• **Task details**
Given the listing below, write out exactly the lines starting with the line that has "a reproducible run." and going on through the line that has "or a feature", both kept.
=== Supplied material ===
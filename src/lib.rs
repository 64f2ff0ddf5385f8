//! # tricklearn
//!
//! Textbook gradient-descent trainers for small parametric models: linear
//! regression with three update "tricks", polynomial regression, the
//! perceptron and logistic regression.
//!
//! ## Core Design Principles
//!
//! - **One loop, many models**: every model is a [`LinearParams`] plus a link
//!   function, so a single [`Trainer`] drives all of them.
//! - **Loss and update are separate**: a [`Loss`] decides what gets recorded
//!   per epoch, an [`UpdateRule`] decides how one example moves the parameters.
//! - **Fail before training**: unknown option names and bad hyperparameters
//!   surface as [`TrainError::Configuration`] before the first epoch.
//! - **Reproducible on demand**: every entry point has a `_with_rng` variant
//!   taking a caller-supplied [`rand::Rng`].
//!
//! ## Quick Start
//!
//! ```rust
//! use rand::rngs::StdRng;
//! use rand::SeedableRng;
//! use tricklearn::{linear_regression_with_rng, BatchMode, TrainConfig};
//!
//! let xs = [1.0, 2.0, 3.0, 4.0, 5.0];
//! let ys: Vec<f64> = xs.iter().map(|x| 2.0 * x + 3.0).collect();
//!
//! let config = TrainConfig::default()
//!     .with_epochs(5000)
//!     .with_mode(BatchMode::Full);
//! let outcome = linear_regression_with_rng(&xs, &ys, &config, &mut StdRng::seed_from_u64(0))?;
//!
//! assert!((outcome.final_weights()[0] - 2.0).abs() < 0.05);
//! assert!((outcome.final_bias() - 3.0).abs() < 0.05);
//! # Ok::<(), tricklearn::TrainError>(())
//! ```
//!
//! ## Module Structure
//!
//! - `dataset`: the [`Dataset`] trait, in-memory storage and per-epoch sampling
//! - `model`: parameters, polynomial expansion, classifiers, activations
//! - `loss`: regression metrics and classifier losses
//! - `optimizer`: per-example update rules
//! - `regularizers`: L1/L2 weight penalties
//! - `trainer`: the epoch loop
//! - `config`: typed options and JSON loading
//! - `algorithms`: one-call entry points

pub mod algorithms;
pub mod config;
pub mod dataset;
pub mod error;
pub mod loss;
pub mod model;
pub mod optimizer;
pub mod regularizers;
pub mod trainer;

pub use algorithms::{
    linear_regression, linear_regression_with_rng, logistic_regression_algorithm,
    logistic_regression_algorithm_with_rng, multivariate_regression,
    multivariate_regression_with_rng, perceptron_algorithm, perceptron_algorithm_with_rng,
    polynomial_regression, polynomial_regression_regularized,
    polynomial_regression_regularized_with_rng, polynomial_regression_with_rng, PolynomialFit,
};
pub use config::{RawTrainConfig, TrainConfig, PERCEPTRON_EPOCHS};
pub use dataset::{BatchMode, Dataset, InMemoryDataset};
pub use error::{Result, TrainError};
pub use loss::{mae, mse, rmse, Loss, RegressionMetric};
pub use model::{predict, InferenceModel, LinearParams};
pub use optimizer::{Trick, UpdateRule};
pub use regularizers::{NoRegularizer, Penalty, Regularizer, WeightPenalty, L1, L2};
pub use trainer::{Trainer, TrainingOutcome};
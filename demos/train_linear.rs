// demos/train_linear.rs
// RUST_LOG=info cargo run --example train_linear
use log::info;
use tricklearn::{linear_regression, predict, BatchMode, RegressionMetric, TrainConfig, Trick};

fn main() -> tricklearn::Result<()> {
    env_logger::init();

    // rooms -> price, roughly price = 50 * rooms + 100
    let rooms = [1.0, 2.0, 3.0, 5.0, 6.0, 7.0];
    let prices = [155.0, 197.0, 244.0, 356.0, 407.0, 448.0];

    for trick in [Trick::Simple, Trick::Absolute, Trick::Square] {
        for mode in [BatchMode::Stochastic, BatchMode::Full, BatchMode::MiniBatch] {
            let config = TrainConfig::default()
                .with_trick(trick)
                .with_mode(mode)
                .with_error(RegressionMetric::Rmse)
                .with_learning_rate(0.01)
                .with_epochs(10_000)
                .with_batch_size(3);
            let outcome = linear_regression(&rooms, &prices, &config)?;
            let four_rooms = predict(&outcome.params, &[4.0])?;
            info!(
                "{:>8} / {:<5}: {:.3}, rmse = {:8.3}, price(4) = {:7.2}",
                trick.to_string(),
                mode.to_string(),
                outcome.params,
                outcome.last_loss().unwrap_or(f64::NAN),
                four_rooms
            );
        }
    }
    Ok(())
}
===
=== Supplied material ===
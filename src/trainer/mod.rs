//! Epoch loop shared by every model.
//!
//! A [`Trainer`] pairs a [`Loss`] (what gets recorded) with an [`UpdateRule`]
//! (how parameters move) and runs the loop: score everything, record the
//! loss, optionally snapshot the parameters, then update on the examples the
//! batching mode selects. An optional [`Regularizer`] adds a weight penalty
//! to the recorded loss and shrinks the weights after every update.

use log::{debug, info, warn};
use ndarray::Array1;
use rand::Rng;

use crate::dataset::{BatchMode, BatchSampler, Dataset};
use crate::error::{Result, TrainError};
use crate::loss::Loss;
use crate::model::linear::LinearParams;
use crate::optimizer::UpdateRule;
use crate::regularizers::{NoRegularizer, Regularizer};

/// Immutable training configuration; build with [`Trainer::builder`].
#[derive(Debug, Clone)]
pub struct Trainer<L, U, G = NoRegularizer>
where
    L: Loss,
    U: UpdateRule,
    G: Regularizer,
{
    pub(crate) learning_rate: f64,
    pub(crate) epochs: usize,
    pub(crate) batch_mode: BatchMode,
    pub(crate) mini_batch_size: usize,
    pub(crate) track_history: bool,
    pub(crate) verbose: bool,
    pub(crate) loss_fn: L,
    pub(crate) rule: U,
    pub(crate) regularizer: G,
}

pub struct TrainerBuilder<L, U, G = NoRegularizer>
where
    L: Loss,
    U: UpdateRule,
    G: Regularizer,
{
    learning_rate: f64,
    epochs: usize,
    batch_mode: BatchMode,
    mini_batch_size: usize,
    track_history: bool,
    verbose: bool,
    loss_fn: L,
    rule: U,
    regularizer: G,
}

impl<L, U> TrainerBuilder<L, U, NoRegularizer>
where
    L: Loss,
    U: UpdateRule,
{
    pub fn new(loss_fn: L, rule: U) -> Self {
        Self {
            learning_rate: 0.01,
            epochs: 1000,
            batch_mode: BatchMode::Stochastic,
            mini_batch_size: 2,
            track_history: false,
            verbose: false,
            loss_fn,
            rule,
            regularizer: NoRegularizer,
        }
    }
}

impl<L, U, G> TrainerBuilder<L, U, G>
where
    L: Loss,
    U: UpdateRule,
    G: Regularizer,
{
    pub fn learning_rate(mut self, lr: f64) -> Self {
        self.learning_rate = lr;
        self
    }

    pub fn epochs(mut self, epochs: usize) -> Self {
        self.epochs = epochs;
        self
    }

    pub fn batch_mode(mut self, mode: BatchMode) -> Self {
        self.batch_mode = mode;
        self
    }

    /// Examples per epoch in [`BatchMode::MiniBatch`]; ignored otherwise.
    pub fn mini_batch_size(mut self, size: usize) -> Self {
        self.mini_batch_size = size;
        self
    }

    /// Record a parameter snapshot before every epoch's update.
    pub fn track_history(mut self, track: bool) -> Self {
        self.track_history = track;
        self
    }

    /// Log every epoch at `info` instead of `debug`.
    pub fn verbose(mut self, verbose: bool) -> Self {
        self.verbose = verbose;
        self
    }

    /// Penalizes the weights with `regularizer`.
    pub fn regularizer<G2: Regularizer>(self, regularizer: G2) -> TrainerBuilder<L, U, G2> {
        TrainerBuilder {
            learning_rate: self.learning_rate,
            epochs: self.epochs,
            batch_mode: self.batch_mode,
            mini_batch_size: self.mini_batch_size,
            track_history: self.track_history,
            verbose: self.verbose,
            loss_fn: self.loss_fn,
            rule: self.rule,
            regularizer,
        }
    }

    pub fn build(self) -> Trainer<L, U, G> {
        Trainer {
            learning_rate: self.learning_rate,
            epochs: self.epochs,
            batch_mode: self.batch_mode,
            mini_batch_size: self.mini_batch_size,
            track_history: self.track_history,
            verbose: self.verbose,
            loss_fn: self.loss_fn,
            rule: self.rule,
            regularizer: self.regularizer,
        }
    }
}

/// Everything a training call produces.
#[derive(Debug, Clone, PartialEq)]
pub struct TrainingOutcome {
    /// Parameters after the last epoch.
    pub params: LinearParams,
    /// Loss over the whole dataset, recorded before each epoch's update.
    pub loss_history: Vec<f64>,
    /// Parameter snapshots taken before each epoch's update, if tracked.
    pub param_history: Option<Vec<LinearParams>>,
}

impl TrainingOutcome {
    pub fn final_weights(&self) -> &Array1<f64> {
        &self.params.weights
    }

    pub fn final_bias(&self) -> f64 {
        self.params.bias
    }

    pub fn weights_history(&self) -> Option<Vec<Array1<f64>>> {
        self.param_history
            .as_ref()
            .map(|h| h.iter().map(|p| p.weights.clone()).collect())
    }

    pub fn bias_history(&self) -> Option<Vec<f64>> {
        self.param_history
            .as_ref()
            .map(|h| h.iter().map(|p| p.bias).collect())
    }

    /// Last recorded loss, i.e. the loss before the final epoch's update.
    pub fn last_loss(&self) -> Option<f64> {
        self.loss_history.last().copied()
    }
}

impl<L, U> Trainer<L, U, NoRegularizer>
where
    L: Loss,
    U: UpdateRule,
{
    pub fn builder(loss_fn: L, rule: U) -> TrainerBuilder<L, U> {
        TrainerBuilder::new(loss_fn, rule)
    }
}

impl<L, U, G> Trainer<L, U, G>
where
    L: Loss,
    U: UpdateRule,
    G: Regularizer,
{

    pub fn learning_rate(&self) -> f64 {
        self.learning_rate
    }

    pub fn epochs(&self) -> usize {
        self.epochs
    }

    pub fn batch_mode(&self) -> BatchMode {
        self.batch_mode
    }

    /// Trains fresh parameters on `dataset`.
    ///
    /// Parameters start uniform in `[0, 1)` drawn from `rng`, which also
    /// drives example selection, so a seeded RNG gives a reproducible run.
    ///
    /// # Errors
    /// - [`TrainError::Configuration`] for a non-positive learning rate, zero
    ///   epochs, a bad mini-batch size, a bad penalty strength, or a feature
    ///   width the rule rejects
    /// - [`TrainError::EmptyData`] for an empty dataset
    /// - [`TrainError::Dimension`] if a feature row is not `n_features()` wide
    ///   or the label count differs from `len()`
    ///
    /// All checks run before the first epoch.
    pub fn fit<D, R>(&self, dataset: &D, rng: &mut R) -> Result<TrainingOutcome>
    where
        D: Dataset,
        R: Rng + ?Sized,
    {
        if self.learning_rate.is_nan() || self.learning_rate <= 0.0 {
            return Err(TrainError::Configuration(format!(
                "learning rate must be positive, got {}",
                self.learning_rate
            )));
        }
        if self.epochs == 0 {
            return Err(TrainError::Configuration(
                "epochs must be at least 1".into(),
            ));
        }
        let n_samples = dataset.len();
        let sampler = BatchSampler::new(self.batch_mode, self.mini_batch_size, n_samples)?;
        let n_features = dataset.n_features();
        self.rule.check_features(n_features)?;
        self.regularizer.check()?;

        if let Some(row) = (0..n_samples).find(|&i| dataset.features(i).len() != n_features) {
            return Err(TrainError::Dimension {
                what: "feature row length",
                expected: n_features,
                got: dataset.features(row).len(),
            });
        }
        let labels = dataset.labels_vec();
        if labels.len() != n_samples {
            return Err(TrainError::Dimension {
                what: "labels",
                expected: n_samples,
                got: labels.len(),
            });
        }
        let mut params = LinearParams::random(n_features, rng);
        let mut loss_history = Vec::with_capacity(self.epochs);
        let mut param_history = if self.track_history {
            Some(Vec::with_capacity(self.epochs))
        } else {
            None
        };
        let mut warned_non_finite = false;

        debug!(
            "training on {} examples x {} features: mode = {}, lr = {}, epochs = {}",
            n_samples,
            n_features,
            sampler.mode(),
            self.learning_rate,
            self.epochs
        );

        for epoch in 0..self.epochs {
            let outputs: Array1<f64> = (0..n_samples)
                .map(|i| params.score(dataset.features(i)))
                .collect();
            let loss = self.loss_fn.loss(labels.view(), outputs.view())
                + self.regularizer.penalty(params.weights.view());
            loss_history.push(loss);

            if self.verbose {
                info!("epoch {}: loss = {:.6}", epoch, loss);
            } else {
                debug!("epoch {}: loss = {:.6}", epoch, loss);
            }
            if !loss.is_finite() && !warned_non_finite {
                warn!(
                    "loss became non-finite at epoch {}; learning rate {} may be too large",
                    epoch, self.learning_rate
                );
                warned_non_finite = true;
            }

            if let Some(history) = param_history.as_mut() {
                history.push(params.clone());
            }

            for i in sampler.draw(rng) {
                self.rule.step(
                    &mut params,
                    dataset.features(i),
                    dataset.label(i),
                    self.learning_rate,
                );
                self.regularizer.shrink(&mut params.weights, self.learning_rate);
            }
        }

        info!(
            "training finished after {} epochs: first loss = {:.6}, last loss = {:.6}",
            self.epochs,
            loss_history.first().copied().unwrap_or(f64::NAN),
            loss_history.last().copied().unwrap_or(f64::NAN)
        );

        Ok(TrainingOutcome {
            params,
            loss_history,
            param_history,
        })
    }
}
===
• **The completed task**
    /// drives example selection, so a seeded RNG gives a reproducible run.
    ///
    /// # Errors
    /// - [`TrainError::Configuration`] for a non-positive learning rate, zero
    ///   epochs, a bad mini-batch size, a bad penalty strength, or a feature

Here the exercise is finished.